» **Recorded data**
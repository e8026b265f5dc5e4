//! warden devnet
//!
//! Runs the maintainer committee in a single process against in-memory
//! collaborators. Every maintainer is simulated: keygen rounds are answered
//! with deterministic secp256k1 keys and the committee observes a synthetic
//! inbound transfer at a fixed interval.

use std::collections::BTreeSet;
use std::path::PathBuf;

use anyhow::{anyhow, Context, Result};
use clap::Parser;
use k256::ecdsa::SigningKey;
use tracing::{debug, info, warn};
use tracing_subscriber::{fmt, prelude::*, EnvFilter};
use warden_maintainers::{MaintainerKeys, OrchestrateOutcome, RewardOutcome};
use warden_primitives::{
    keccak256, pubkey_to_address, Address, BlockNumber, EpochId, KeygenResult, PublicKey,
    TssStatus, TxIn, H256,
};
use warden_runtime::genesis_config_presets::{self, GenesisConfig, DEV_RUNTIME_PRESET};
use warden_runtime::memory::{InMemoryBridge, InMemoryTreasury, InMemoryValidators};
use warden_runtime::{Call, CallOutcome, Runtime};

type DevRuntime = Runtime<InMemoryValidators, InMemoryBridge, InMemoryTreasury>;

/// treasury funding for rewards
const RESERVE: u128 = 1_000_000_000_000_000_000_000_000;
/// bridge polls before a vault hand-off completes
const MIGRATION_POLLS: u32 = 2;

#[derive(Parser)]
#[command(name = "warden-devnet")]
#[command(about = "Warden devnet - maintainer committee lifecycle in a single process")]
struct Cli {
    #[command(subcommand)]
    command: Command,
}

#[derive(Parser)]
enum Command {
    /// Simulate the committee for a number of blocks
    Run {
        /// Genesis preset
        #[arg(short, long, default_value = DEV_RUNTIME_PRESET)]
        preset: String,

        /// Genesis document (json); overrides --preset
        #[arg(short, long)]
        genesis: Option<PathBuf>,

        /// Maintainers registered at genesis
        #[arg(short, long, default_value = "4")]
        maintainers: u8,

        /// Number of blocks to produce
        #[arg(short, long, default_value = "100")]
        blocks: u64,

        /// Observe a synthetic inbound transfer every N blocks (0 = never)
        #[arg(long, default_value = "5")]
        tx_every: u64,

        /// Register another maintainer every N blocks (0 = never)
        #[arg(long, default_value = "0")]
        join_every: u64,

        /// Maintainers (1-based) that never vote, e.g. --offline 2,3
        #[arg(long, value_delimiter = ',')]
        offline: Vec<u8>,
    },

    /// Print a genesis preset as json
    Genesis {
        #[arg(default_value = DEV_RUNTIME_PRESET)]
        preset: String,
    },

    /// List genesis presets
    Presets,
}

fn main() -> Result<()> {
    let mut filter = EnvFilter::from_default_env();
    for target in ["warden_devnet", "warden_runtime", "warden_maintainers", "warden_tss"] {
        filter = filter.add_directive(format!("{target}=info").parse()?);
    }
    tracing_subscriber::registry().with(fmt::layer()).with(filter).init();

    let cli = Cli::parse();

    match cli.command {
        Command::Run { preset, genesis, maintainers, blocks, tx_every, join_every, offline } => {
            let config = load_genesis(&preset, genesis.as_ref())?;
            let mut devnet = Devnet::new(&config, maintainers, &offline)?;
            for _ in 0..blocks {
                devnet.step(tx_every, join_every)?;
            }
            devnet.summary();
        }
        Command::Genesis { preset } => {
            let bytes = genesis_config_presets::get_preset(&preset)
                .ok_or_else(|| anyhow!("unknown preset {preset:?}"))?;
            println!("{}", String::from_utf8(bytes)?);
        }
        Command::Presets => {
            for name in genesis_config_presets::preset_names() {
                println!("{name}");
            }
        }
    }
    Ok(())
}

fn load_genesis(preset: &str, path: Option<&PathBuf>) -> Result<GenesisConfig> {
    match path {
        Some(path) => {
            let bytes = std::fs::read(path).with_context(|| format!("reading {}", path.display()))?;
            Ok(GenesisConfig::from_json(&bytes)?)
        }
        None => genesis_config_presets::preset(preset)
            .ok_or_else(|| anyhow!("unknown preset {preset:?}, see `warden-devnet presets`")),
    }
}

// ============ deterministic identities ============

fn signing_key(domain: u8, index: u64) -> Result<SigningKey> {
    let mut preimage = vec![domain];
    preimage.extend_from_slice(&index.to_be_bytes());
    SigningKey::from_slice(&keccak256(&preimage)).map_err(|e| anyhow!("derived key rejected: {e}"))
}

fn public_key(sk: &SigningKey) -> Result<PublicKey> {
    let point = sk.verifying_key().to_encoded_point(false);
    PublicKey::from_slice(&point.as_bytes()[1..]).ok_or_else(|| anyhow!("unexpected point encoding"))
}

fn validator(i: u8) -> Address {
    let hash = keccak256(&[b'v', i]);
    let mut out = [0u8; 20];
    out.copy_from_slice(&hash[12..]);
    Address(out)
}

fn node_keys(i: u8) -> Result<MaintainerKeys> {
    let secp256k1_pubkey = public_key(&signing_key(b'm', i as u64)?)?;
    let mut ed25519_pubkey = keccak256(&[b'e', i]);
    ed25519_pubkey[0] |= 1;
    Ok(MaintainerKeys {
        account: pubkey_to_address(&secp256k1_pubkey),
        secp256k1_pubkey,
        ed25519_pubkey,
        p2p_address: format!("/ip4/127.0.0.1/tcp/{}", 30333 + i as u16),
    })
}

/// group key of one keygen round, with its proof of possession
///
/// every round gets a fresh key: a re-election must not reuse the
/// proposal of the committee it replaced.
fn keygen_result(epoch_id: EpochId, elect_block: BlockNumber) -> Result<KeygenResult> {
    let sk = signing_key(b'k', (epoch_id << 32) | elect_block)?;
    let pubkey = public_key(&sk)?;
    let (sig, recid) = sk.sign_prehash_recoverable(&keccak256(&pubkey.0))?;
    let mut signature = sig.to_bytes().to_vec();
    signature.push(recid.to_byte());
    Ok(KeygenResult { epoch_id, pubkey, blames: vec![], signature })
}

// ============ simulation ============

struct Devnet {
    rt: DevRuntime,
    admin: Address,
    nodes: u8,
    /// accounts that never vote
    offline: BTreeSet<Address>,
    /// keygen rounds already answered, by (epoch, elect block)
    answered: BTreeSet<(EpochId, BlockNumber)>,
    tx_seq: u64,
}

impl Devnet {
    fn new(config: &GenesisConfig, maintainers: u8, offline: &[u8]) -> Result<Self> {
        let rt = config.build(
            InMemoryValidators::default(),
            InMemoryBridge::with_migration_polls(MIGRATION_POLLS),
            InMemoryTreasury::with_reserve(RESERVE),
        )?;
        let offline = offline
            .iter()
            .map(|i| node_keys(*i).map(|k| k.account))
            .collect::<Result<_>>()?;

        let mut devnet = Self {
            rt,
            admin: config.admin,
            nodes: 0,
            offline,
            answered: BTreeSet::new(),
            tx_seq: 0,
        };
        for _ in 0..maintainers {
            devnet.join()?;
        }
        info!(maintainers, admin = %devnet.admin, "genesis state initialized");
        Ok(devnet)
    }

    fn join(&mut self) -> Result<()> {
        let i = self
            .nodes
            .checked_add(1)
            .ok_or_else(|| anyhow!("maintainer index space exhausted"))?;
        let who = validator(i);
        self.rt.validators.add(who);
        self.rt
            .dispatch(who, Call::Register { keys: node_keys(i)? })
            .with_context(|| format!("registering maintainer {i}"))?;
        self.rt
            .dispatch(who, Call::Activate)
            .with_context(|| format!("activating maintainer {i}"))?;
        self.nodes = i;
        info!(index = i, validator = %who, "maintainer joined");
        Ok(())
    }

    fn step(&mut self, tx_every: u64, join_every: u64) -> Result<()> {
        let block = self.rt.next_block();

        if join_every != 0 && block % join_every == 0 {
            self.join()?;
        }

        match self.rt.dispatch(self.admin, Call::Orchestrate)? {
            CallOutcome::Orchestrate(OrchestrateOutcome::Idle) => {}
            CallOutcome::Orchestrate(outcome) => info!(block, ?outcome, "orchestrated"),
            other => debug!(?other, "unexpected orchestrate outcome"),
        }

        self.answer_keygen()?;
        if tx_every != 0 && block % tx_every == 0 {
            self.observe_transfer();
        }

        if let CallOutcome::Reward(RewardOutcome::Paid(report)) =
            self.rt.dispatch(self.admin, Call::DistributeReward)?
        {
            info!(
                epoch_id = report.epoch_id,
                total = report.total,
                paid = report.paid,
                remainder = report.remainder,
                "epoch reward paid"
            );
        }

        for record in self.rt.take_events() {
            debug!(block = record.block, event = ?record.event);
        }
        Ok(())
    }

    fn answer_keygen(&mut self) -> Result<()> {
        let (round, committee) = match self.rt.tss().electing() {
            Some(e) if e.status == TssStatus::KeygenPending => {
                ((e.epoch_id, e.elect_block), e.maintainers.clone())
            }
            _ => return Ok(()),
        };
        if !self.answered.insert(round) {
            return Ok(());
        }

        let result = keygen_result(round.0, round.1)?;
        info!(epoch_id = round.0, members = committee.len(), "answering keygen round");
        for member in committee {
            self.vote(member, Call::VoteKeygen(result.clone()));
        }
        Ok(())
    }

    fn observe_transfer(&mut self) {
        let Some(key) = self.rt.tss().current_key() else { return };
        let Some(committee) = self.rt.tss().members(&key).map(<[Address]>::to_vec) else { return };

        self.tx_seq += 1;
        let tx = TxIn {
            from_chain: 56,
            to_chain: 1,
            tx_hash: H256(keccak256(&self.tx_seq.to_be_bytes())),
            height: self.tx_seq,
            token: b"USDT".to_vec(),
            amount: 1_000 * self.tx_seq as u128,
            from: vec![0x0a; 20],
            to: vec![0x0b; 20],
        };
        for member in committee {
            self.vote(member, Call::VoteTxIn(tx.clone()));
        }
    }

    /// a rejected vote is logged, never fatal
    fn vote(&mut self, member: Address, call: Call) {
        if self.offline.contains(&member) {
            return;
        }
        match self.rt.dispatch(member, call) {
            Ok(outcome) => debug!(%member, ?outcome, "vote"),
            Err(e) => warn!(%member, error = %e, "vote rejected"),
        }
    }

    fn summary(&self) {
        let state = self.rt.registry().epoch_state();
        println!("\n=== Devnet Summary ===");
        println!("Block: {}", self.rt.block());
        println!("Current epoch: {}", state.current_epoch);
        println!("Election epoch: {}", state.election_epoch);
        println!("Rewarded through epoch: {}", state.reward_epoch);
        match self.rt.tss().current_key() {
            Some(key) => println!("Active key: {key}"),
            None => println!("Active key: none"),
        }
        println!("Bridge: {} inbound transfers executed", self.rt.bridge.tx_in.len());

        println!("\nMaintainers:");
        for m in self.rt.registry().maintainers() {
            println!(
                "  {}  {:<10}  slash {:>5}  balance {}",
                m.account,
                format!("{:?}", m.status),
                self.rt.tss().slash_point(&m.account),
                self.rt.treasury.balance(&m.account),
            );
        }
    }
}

» **Description of the task**
Would you print exactly the lines from the first line of the entries above through the line that has "#[command(subcommand)]", both included, and stop there?

» **Output of the exercise**
repository e8026b265f5dc5e4
//! warden devnet
//!
//! Runs the maintainer committee in a single process against in-memory
//! collaborators. Every maintainer is simulated: keygen rounds are answered
//! with deterministic secp256k1 keys and the committee observes a synthetic
//! inbound transfer at a fixed interval.

use std::collections::BTreeSet;
use std::path::PathBuf;

use anyhow::{anyhow, Context, Result};
use clap::Parser;
use k256::ecdsa::SigningKey;
use tracing::{debug, info, warn};
use tracing_subscriber::{fmt, prelude::*, EnvFilter};
use warden_maintainers::{MaintainerKeys, OrchestrateOutcome, RewardOutcome};
use warden_primitives::{
    keccak256, pubkey_to_address, Address, BlockNumber, EpochId, KeygenResult, PublicKey,
    TssStatus, TxIn, H256,
};
use warden_runtime::genesis_config_presets::{self, GenesisConfig, DEV_RUNTIME_PRESET};
use warden_runtime::memory::{InMemoryBridge, InMemoryTreasury, InMemoryValidators};
use warden_runtime::{Call, CallOutcome, Runtime};

type DevRuntime = Runtime<InMemoryValidators, InMemoryBridge, InMemoryTreasury>;

/// treasury funding for rewards
const RESERVE: u128 = 1_000_000_000_000_000_000_000_000;
/// bridge polls before a vault hand-off completes
const MIGRATION_POLLS: u32 = 2;

#[derive(Parser)]
#[command(name = "warden-devnet")]
#[command(about = "Warden devnet - maintainer committee lifecycle in a single process")]
struct Cli {
    #[command(subcommand)]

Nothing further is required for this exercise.